Quel peut être cet intermédiaire lumineux entre la fin et les moyens, entre les règles morales et les actions morales, sinon la raison, qui est en nous puissance de délibération, de comparaison et de rapprochement entre les réalités les plus diverses ? Seul, l’esprit peut « devenir toutes choses » pour juger de toutes choses. Le discernement moral de toute action, appréciée et dictée en conformité avec la volonté vertueuse, sera donc en nous œuvre de raison. La prudence est vertu de notre raison. Je dis vertu parce qu’il ne faudrait pas croire que l’esprit nu, l’intelligence pure, soit capable de cet universel discernement. Notre intelligence spéculative n’a-t-elle pas besoin d’être perfectionnée par de multiples sciences, péniblement acquises, pour connaître les réalités du monde ? De même, il faut à la raison pratique, pour diriger les actions humaines, de multiples perfectionnements, des qualités précises qui, en se réunissant, assureront son vertueux discernement. La perfection de la prudence est à ce prix. Au surplus, cette perfection vertueuse du discernement moral suppose la conscience solidement établie dans ses convictions morales et rectifiées vis-à-vis d’elle. Dans cette lumière du devoir et sous l’impulsion d’une volonté tout ardente à le pratiquer, la raison prudentielle procède à l’enquête et à la détermination des actions les plus aptes à ce but. Elle part des convictions morales pour éclairer la conduite ; elle recherche et juge, elle dirige et impose les réalisations vertueuses.

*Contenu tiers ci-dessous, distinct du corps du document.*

//! Common types used across the platform

use serde::{Deserialize, Serialize};

/// Pagination parameters
#[derive(Debug, Clone, Serialize, Deserialize)]
#[serde(default)]
pub struct Pagination {
    pub page: u32,
    pub per_page: u32,
}

impl Default for Pagination {
    fn default() -> Self {
        Self {
            page: 1,
            per_page: 20,
        }
    }
}

impl Pagination {
    /// Largest page size a caller may request
    pub const MAX_PER_PAGE: u32 = 100;

    /// Page and page size clamped to sane bounds
    pub fn normalized(&self) -> Self {
        Self {
            page: self.page.max(1),
            per_page: self.per_page.clamp(1, Self::MAX_PER_PAGE),
        }
    }

    /// Row offset for SQL `OFFSET`
    pub fn offset(&self) -> i64 {
        let p = self.normalized();
        i64::from(p.page - 1) * i64::from(p.per_page)
    }

    /// Row count for SQL `LIMIT`
    pub fn limit(&self) -> i64 {
        i64::from(self.normalized().per_page)
    }

    /// Build the metadata block for a response
    pub fn meta(&self, total_items: u64) -> PaginationMeta {
        let p = self.normalized();
        let per_page = u64::from(p.per_page);
        let total_pages = total_items.div_ceil(per_page);
        PaginationMeta {
            page: p.page,
            per_page: p.per_page,
            total_items,
            total_pages: u32::try_from(total_pages).unwrap_or(u32::MAX),
        }
    }
}

/// Paginated response
#[derive(Debug, Clone, Serialize, Deserialize)]
pub struct PaginatedResponse<T> {
    pub data: Vec<T>,
    pub pagination: PaginationMeta,
}

/// Pagination metadata
#[derive(Debug, Clone, Serialize, Deserialize, PartialEq, Eq)]
pub struct PaginationMeta {
    pub page: u32,
    pub per_page: u32,
    pub total_items: u64,
    pub total_pages: u32,
}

Notons le caractère de cette doctrine thomiste : avec la prudence, vertu de la raison, nous sommes en plein dans la vertu ; ce sont des qualités d’esprit qui garantissent en nous la moralité, et elles sont influencées elles-mêmes par la qualité de nos amours. Heureux mélange et parfait équilibre d’intellectualisme et de volontarisme. C’est par le bon usage de l’intelligence que l’on arrive à se gouverner humainement ; mais, d’autre part, l’intelligence n’est en mesure d’assurer cette bonne conduite de la vie que si elle est elle-même tout imbibée de bon vouloir. Par la prudence, l’esprit devient tout à fait vertueux et adonné à la vertu. Saint Thomas, Sum. theol.. I a -II*, q. lvii, a. 5 ; De virtutibus, q. i, a. 6 et 12.


II. Nature de la prudence.

La prudence est vertu de notre raison, mais de notre raison pratique. Au surplus elle présuppose la rectitude morale de notre volonté.